Martin Schulz als verlogener „Retter“ der Siemens-Arbeiter

Foto: Collage
Der Kandidat der die SPD in Schrott verwandelte: Martin Schulz (Foto: Collage)

Ist schon ein bißchen frech, die SPD. Erst haben die Steinzeitsozialisten unter Bundeskanzler Schröder die „Energiewende“ eingeleitet und jedwede Verbrennung von Kohle, Erdöl und Gas verteufelt. Und jetzt schieben sie der Firma Siemens die Schuld in die Schuhe, wenn die Turbinen- und Kraftwerkssparte zumacht. Martin Schulz hatte sich eine rote Weste über seinen Millionärswanst gezogen und protestierte gegen die Siemens-Geschäftsleitung. In Wirklichkeit waren verstrahlte grüne, rote und schwarze Politiker am Niedergang der Weltfirma schuld. Sie haben den Kraftwerksbau in Deutschland per EEG-Gesetz faktisch zum Erliegen gebracht. Es ist kein Versagen, sondern eher eine Meisterleistung von Siemens, den Kraftwerksbau seit der Energiewende noch 17 Jahre aufrecht erhalten zu haben.

Von Wolfgang Prabel

Ich erinnere an die spektakuläre Pleite des modernen Gaskraftwerkes der Stadtwerke Gera – Baujahr 1997, Investition 50 Mio. DM – die eingetreten ist, weil es den Vorrang von Wind- und Photovoltaikstrom gibt. Mit den wenigen verbleibenden Betriebsstunden ist eine millionenschwere kommunale Investition gegen die rotgrüne Wand gefahren worden. Der Geraer Geschäftsführer André Grieser erläuterte der OTZ, daß es durch die Energiewende  nicht mehr möglich sei, ein Kraftwerk wie das in Gera-Nord effizient zu betreiben. „Anfang 2019 läuft die Förderung aus. Dann ist es nicht mehr in den schwarzen Zahlen und ein solches Kraftwerk werden wir nicht betreiben“, betont der EGG-Chef. Es sei kein Geraer Problem, auch nicht hausgemacht, sondern vielen Energieunternehmen gehe es so. „Es gibt sogar nagelneue Kraftwerke, die nie in Betrieb gegangen sind“, weiß André Grieser.
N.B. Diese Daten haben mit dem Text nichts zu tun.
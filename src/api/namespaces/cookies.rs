use std::rc::Rc;

use crate::api::{Env, Namespace};
use crate::error::ShimError;

pub fn build(_env: &Rc<Env>, base: Namespace) -> Result<Namespace, ShimError> {
    Ok(base
        .with_proxied("get")
        .with_proxied("getAll")
        .with_proxied("set")
        .with_proxied("remove")
        .with_event("onChanged"))
}
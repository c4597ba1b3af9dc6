//! Client-side compatibility layer for a browser-extension-style API.
//!
//! Content running inside an unprivileged execution context gets a rich,
//! namespaced API surface (`tabs`, `windows`, `storage`, ...) while all real
//! work happens in a privileged host process. This crate fabricates the
//! surface, marshals every call through one narrow asynchronous channel, and
//! demultiplexes host-originated events back to local listeners. Namespaces
//! are constructed lazily on first access and memoized in place; transport
//! failures degrade to empty results instead of surfacing to callers.

pub mod api;
pub mod bridge;
pub mod codec;
pub mod config;
pub mod error;
pub mod gateway;
pub mod payload;
pub mod relay;
pub mod transport;

pub use api::root::ApiRoot;
pub use api::{Env, Namespace};
pub use bridge::{
    Bridge, BridgeMode, ContextCapabilities, GlobalValue, HostPrimitives, PageGlobals,
    API_ALIAS, API_BINDING, BOOTSTRAP_BINDING,
};
pub use config::BootstrapConfig;
pub use error::ShimError;
pub use gateway::{Dispatch, Gateway, MethodKind, MethodSpec};
pub use payload::{Arg, Callback, ImageData};
pub use relay::{EventChannel, EventRelay, Listener};
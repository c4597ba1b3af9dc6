mod common;

use std::cell::Cell;
use std::rc::Rc;

use serde_json::json;

use extshim::api::registry::NamespaceDescriptor;
use extshim::transport::loopback::LoopbackHost;
use extshim::{ApiRoot, BootstrapConfig, Env, EventRelay, Gateway, Namespace, ShimError};

thread_local! {
    static BUILD_COUNT: Cell<usize> = Cell::new(0);
}

fn counting_factory(_env: &Rc<Env>, base: Namespace) -> Result<Namespace, ShimError> {
    BUILD_COUNT.with(|count| count.set(count.get() + 1));
    Ok(base.with_constant("MARK", json!(true)))
}

fn failing_factory(_env: &Rc<Env>, _base: Namespace) -> Result<Namespace, ShimError> {
    Err(ShimError::Bootstrap("factory defect".to_string()))
}

fn gate_open(_config: &BootstrapConfig) -> Result<bool, ShimError> {
    Ok(true)
}

fn gate_closed(_config: &BootstrapConfig) -> Result<bool, ShimError> {
    Ok(false)
}

fn gate_broken(_config: &BootstrapConfig) -> Result<bool, ShimError> {
    Err(ShimError::Bootstrap("predicate defect".to_string()))
}

fn make_env() -> Rc<Env> {
    let host = LoopbackHost::new();
    Env::new(
        Gateway::new(host.clone(), false),
        EventRelay::new(host),
        BootstrapConfig::default(),
    )
}

#[tokio::test]
async fn factory_runs_once_and_reads_return_the_identical_object() {
    BUILD_COUNT.with(|count| count.set(0));
    let root = ApiRoot::install(
        make_env(),
        vec![NamespaceDescriptor {
            name: "custom",
            should_inject: None,
            factory: counting_factory,
        }],
    )
    .expect("install");

    assert!(root.contains("custom"));
    assert_eq!(
        BUILD_COUNT.with(|count| count.get()),
        0,
        "unread namespaces incur zero construction cost"
    );

    let first = root.namespace("custom").expect("read").expect("resolved");
    let second = root.namespace("custom").expect("read").expect("resolved");
    assert!(Rc::ptr_eq(&first, &second));
    assert_eq!(BUILD_COUNT.with(|count| count.get()), 1);
    assert_eq!(first.constant("MARK"), Some(&json!(true)));
}

#[tokio::test]
async fn gated_out_namespace_is_absent_not_empty() {
    let root = ApiRoot::install(
        make_env(),
        vec![
            NamespaceDescriptor {
                name: "present",
                should_inject: Some(gate_open),
                factory: counting_factory,
            },
            NamespaceDescriptor {
                name: "absent",
                should_inject: Some(gate_closed),
                factory: counting_factory,
            },
        ],
    )
    .expect("install");

    assert!(root.contains("present"));
    assert!(!root.contains("absent"), "key must not exist at all");
    assert!(root.namespace("absent").expect("read").is_none());
}

#[tokio::test]
async fn broken_predicate_fails_the_bootstrap() {
    let result = ApiRoot::install(
        make_env(),
        vec![NamespaceDescriptor {
            name: "broken",
            should_inject: Some(gate_broken),
            factory: counting_factory,
        }],
    );
    assert!(matches!(result, Err(ShimError::Bootstrap(_))));
}

#[tokio::test]
async fn broken_factory_keeps_failing_without_losing_the_slot() {
    let root = ApiRoot::install(
        make_env(),
        vec![NamespaceDescriptor {
            name: "broken",
            should_inject: None,
            factory: failing_factory,
        }],
    )
    .expect("install");

    assert!(matches!(
        root.namespace("broken"),
        Err(ShimError::Bootstrap(_))
    ));

    // The key must stay defined after the failure; a later read repeats
    // the error instead of pretending the namespace was never installed.
    assert!(root.contains("broken"));
    assert!(matches!(
        root.namespace("broken"),
        Err(ShimError::Bootstrap(_))
    ));
}

#[tokio::test]
async fn factory_extends_a_pre_existing_stub() {
    BUILD_COUNT.with(|count| count.set(0));
    let env = make_env();
    let root = ApiRoot::install(
        Rc::clone(&env),
        vec![NamespaceDescriptor {
            name: "custom",
            should_inject: None,
            factory: counting_factory,
        }],
    )
    .expect("install");

    root.install_stub(
        "custom",
        Namespace::new(&env, "custom").with_constant("SEED", json!(7)),
    );

    let resolved = root.namespace("custom").expect("read").expect("resolved");
    assert_eq!(resolved.constant("SEED"), Some(&json!(7)));
    assert_eq!(resolved.constant("MARK"), Some(&json!(true)));
}

#[tokio::test]
async fn browser_action_gating_follows_the_manifest() {
    let with_action = common::bootstrap(common::default_config());
    assert!(with_action.root.contains("browserAction"));

    let without_action = common::bootstrap(BootstrapConfig {
        extension_id: Some("test-extension".into()),
        manifest: json!({ "name": "no action here" }),
        debug: false,
    });
    assert!(!without_action.root.contains("browserAction"));
    assert!(without_action
        .root
        .namespace("browserAction")
        .expect("read")
        .is_none());
}
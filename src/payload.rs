use std::collections::BTreeMap;
use std::fmt;
use std::rc::Rc;

use serde_json::Value;
use tracing::warn;

/// A function captured from a caller: either the trailing completion callback
/// of a proxied call, or a click handler buried inside a properties object.
///
/// Identity is pointer identity, so two wrappers around the same closure
/// allocation compare equal while structurally identical closures do not.
#[derive(Clone)]
pub struct Callback(Rc<dyn Fn(&[Value])>);

impl Callback {
    pub fn new(f: impl Fn(&[Value]) + 'static) -> Self {
        Self(Rc::new(f))
    }

    pub fn invoke(&self, args: &[Value]) {
        (self.0)(args)
    }

    pub fn ptr_eq(&self, other: &Self) -> bool {
        Rc::ptr_eq(&self.0, &other.0)
    }
}

impl fmt::Debug for Callback {
    fn fmt(&self, f: &mut fmt::Formatter<'_>) -> fmt::Result {
        f.write_str("Callback")
    }
}

/// Raw RGBA pixel buffer. Not representable across the boundary in its
/// native form; the codec converts it before the gateway is reached.
#[derive(Debug, Clone, PartialEq, Eq)]
pub struct ImageData {
    pub width: u32,
    pub height: u32,
    pub data: Vec<u8>,
}

impl ImageData {
    pub fn new(width: u32, height: u32, data: Vec<u8>) -> Self {
        Self {
            width,
            height,
            data,
        }
    }
}

/// One positional argument of a fabricated API call.
///
/// The fabricated surface accepts shapes a JSON payload cannot carry
/// (functions, pixel buffers), so the argument list is a tree whose leaves
/// may be non-transferable until the codec and the gateway have processed
/// them.
#[derive(Debug, Clone)]
pub enum Arg {
    /// Already boundary-safe.
    Value(Value),
    /// Raw pixel buffer; a per-method codec turns it into a safe payload.
    Image(ImageData),
    /// A function. Never crosses the boundary.
    Func(Callback),
    /// Mixed object that may nest any of the above.
    Object(BTreeMap<String, Arg>),
}

impl Arg {
    pub fn object<K: Into<String>>(entries: impl IntoIterator<Item = (K, Arg)>) -> Self {
        Arg::Object(entries.into_iter().map(|(k, v)| (k.into(), v)).collect())
    }

    pub fn is_func(&self) -> bool {
        matches!(self, Arg::Func(_))
    }

    /// Collapse into a wire payload. Leaves the codec did not convert are
    /// substituted with null rather than aborting the call.
    pub fn into_wire(self) -> Value {
        match self {
            Arg::Value(value) => value,
            Arg::Image(_) => {
                warn!(
                    target: "gateway",
                    "raw pixel buffer reached the boundary without a codec; substituting null"
                );
                Value::Null
            }
            Arg::Func(_) => {
                warn!(
                    target: "gateway",
                    "function argument is not boundary-transferable; substituting null"
                );
                Value::Null
            }
            Arg::Object(entries) => Value::Object(
                entries
                    .into_iter()
                    .map(|(k, v)| (k, v.into_wire()))
                    .collect(),
            ),
        }
    }
}

impl From<Value> for Arg {
    fn from(value: Value) -> Self {
        Arg::Value(value)
    }
}

pub fn flatten_args(args: Vec<Arg>) -> Vec<Value> {
    args.into_iter().map(Arg::into_wire).collect()
}

#[cfg(test)]
mod tests {
    use super::*;
    use serde_json::json;

    #[test]
    fn wire_conversion_preserves_values_and_nulls_the_rest() {
        let arg = Arg::object([
            ("url", Arg::Value(json!("https://example.com"))),
            ("onclick", Arg::Func(Callback::new(|_| {}))),
            ("icon", Arg::Image(ImageData::new(1, 1, vec![0; 4]))),
        ]);
        assert_eq!(
            arg.into_wire(),
            json!({ "url": "https://example.com", "onclick": null, "icon": null })
        );
    }

    #[test]
    fn callback_identity_is_pointer_identity() {
        let a = Callback::new(|_| {});
        let b = a.clone();
        let c = Callback::new(|_| {});
        assert!(a.ptr_eq(&b));
        assert!(!a.ptr_eq(&c));
    }
}
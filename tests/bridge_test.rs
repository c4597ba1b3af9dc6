mod common;

use std::rc::Rc;

use extshim::transport::loopback::LoopbackHost;
use extshim::{
    Bridge, BridgeMode, ContextCapabilities, Env, EventRelay, Gateway, GlobalValue,
    HostPrimitives, PageGlobals, ShimError, API_ALIAS, API_BINDING, BOOTSTRAP_BINDING,
};

#[tokio::test]
async fn finalized_page_exposes_browser_and_chrome_with_one_identity() {
    let fixture = common::bootstrap(common::default_config());

    let browser = match fixture.page.get(API_BINDING) {
        Some(GlobalValue::Api(root)) => root,
        _ => panic!("browser binding missing"),
    };
    let chrome = match fixture.page.get(API_ALIAS) {
        Some(GlobalValue::Api(root)) => root,
        _ => panic!("chrome binding missing"),
    };

    assert!(Rc::ptr_eq(&browser, &chrome), "alias shares identity");
    assert!(Rc::ptr_eq(&browser, &fixture.root));
    assert!(
        !fixture.page.contains(BOOTSTRAP_BINDING),
        "bootstrap binding must not survive finalization"
    );
}

#[tokio::test]
async fn api_bindings_resist_redefinition_and_deletion_but_allow_assignment() {
    let fixture = common::bootstrap(common::default_config());

    assert!(matches!(
        fixture.page.define(
            API_BINDING,
            GlobalValue::Api(Rc::clone(&fixture.root)),
            true,
            true,
        ),
        Err(ShimError::NonConfigurable(name)) if name == API_BINDING
    ));
    assert!(matches!(
        fixture.page.remove(API_ALIAS),
        Err(ShimError::NonConfigurable(_))
    ));

    // Plain assignment stays open so page code can shadow the surface.
    fixture
        .page
        .set(API_BINDING, GlobalValue::Api(Rc::clone(&fixture.root)))
        .expect("writable binding accepts assignment");
}

#[tokio::test]
async fn mode_follows_primitive_reachability() {
    let host = LoopbackHost::new();
    let adjacent = ContextCapabilities {
        primitives: Some(HostPrimitives {
            call: host.clone(),
            events: host,
        }),
        config: common::default_config(),
    };
    assert_eq!(Bridge::mode(&adjacent), BridgeMode::PrivilegedAdjacent);

    let in_page = ContextCapabilities {
        primitives: None,
        config: common::default_config(),
    };
    assert_eq!(Bridge::mode(&in_page), BridgeMode::InPage);
}

#[tokio::test]
async fn in_page_bootstrap_consumes_a_pre_populated_binding() {
    let host = LoopbackHost::new();
    let env = Env::new(
        Gateway::new(host.clone(), false),
        EventRelay::new(host),
        common::default_config(),
    );

    // The privileged side stages the environment before handing over.
    let page = PageGlobals::new();
    page.define(BOOTSTRAP_BINDING, GlobalValue::Bootstrap(env), false, true)
        .expect("stage bootstrap binding");

    let root = Bridge::bootstrap(
        &page,
        ContextCapabilities {
            primitives: None,
            config: common::default_config(),
        },
    )
    .expect("in-page bootstrap");

    assert!(root.contains("runtime"));
    assert!(page.contains(API_BINDING));
    assert!(!page.contains(BOOTSTRAP_BINDING));
}

#[tokio::test]
async fn in_page_bootstrap_without_the_binding_fails() {
    let page = PageGlobals::new();
    let result = Bridge::bootstrap(
        &page,
        ContextCapabilities {
            primitives: None,
            config: common::default_config(),
        },
    );
    assert!(matches!(result, Err(ShimError::Bootstrap(_))));
}
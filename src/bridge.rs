//! Boundary bridge: decides once at startup whether the privileged
//! primitives are reachable here or whether this code is already inside the
//! restricted page context, stages the environment accordingly, runs the
//! self-contained install routine, and finalizes the global surface.

use std::cell::RefCell;
use std::collections::HashMap;
use std::rc::Rc;

use tracing::{debug, info};

use crate::api::registry;
use crate::api::root::ApiRoot;
use crate::api::Env;
use crate::config::BootstrapConfig;
use crate::error::ShimError;
use crate::gateway::Gateway;
use crate::relay::EventRelay;
use crate::transport::{CallPrimitive, EventPrimitive};

/// Transient binding carrying the gateway/relay environment into the page
/// context during bootstrap. Deleted during finalization so page code can
/// never reach the raw primitives.
pub const BOOTSTRAP_BINDING: &str = "__extshim_env";

pub const API_BINDING: &str = "browser";
/// Installed alongside `browser` with the same identity.
pub const API_ALIAS: &str = "chrome";

#[derive(Clone)]
pub enum GlobalValue {
    Api(Rc<ApiRoot>),
    Bootstrap(Rc<Env>),
}

struct Binding {
    value: GlobalValue,
    writable: bool,
    configurable: bool,
}

/// Global bindings of one page execution context.
#[derive(Default)]
pub struct PageGlobals {
    bindings: RefCell<HashMap<String, Binding>>,
}

impl PageGlobals {
    pub fn new() -> Self {
        Self::default()
    }

    /// Define or redefine a binding. Redefinition of a non-configurable
    /// binding is rejected.
    pub fn define(
        &self,
        name: &str,
        value: GlobalValue,
        writable: bool,
        configurable: bool,
    ) -> Result<(), ShimError> {
        let mut bindings = self.bindings.borrow_mut();
        if let Some(existing) = bindings.get(name) {
            if !existing.configurable {
                return Err(ShimError::NonConfigurable(name.to_string()));
            }
        }
        bindings.insert(
            name.to_string(),
            Binding {
                value,
                writable,
                configurable,
            },
        );
        Ok(())
    }

    /// Plain assignment: allowed for writable bindings without touching the
    /// binding's flags.
    pub fn set(&self, name: &str, value: GlobalValue) -> Result<(), ShimError> {
        let mut bindings = self.bindings.borrow_mut();
        match bindings.get_mut(name) {
            Some(binding) if binding.writable => {
                binding.value = value;
                Ok(())
            }
            Some(_) => Err(ShimError::NonWritable(name.to_string())),
            None => Err(ShimError::Bootstrap(format!("no binding named {name}"))),
        }
    }

    pub fn get(&self, name: &str) -> Option<GlobalValue> {
        self.bindings.borrow().get(name).map(|b| b.value.clone())
    }

    pub fn contains(&self, name: &str) -> bool {
        self.bindings.borrow().contains_key(name)
    }

    pub fn remove(&self, name: &str) -> Result<bool, ShimError> {
        let mut bindings = self.bindings.borrow_mut();
        match bindings.get(name) {
            None => Ok(false),
            Some(binding) if !binding.configurable => {
                Err(ShimError::NonConfigurable(name.to_string()))
            }
            Some(_) => {
                bindings.remove(name);
                Ok(true)
            }
        }
    }
}

/// The privileged primitives, when this context can reach them directly.
pub struct HostPrimitives {
    pub call: Rc<dyn CallPrimitive>,
    pub events: Rc<dyn EventPrimitive>,
}

/// What the current execution context can reach, probed once at startup.
pub struct ContextCapabilities {
    pub primitives: Option<HostPrimitives>,
    pub config: BootstrapConfig,
}

#[derive(Debug, Clone, Copy, PartialEq, Eq)]
pub enum BridgeMode {
    /// The privileged primitives are reachable here; the API is synthesized
    /// for the more restricted page context through the bootstrap binding.
    PrivilegedAdjacent,
    /// Already inside the restricted context; the privileged side has
    /// pre-populated the bootstrap binding.
    InPage,
}

pub struct Bridge;

impl Bridge {
    pub fn mode(capabilities: &ContextCapabilities) -> BridgeMode {
        if capabilities.primitives.is_some() {
            BridgeMode::PrivilegedAdjacent
        } else {
            BridgeMode::InPage
        }
    }

    /// Decide reachability, stage the environment, run the page-side install
    /// routine, and finalize the global surface.
    pub fn bootstrap(
        page: &PageGlobals,
        capabilities: ContextCapabilities,
    ) -> Result<Rc<ApiRoot>, ShimError> {
        let mode = Self::mode(&capabilities);
        debug!(target: "bridge", ?mode, "bootstrapping extension api");

        if let Some(primitives) = capabilities.primitives {
            let gateway = Gateway::new(primitives.call, capabilities.config.debug);
            let relay = EventRelay::new(primitives.events);
            let env = Env::new(gateway, relay, capabilities.config);
            // Read-only so page code cannot swap the environment out from
            // under the install routine; still configurable so finalization
            // can delete it.
            page.define(BOOTSTRAP_BINDING, GlobalValue::Bootstrap(env), false, true)?;
        }

        install_in_page(page)
    }
}

/// Self-contained install routine executed against the page context. It may
/// reach the outer context only through the bootstrap binding; everything
/// else it needs travels inside `Env`.
pub fn install_in_page(page: &PageGlobals) -> Result<Rc<ApiRoot>, ShimError> {
    let env = match page.get(BOOTSTRAP_BINDING) {
        Some(GlobalValue::Bootstrap(env)) => env,
        _ => {
            return Err(ShimError::Bootstrap(
                "bootstrap environment binding is missing".to_string(),
            ))
        }
    };

    let root = ApiRoot::install(env, registry::descriptors())?;

    // Fixed-identity, enumerable, writable but non-reconfigurable.
    page.define(API_BINDING, GlobalValue::Api(Rc::clone(&root)), true, false)?;
    page.define(API_ALIAS, GlobalValue::Api(Rc::clone(&root)), true, false)?;
    page.remove(BOOTSTRAP_BINDING)?;

    info!(
        target: "bridge",
        namespaces = root.names().len(),
        "extension api installed"
    );
    Ok(root)
}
Da meinte er wohl Irsching bei Ingolstadt. „Deutschlands modernstes Gaskraftwerk soll auf Wunsch der Investoren stillgelegt werden – weil es sich nicht rechnet. Der Fall zeigt, was bei der Energiewende schief läuft. (…) Riesige Turbinen, glänzende Rohrleitungen: Das Gaskraftwerk ist ein Meisterwerk der Ingenieurskunst und die modernste Anlage ihrer Art in ganz Deutschland. Der Betreiber E.on preist sie als Gas- und Dampfkraftwerk „mit dem weltweit höchsten Wirkungsgrad von 60,4 Prozent.“ Das bedeutet: Kein anderes konventionelles Kraftwerk holt aus der eingesetzten Energie so viel heraus, ist so effizient“berichtete der Focus. Die drei jüngeren Blöcke Irsching 3 bis 5 müssen wegen Systemrelevanz als Kaltreserve zur Gewährleistung der Netzstabilität betriebsbereit bleiben. Das beste Kraftwerk als Lückenbüßer…

Erwähnenswert auch, daß Wasserkraftwerke in den Alpen ums wirtschaftliche Überleben kämpfen, weil sie mit minuspreisigem Müllstrom aus Deutschland niederkonkurriert werden.

Und trotz dieser desaströsen Fakten beantragte die SPD auch noch eine aktuelle Stunde zur Kraftwerkssparte von Siemens. Zur Lumperei kommt noch gediegene Frechheit. „Haltet den Dieb!“, ruft Schulz, um die kriminelle Handlungsweise der Genossen in der Bundesregierung zu verdecken. Allerdings lief nicht alles wie geplant als rote Propagandaveranstaltung. Es gab den hörenswerten Redebeitrag eines Malermeisters aus Görlitz, der den dortigen Bundestagswahlkreis gewonnen hatte: Tino Chrupalla (AfD).

;

Man kann im entsetzten Gesicht von Martin Schulz ablesen, was die Rede für ein Volltreffer war. In Bezug auf die Energiewende stimmt der folgende Vers voll und ganz: Wer hat uns verraten? – Sozialdemokraten!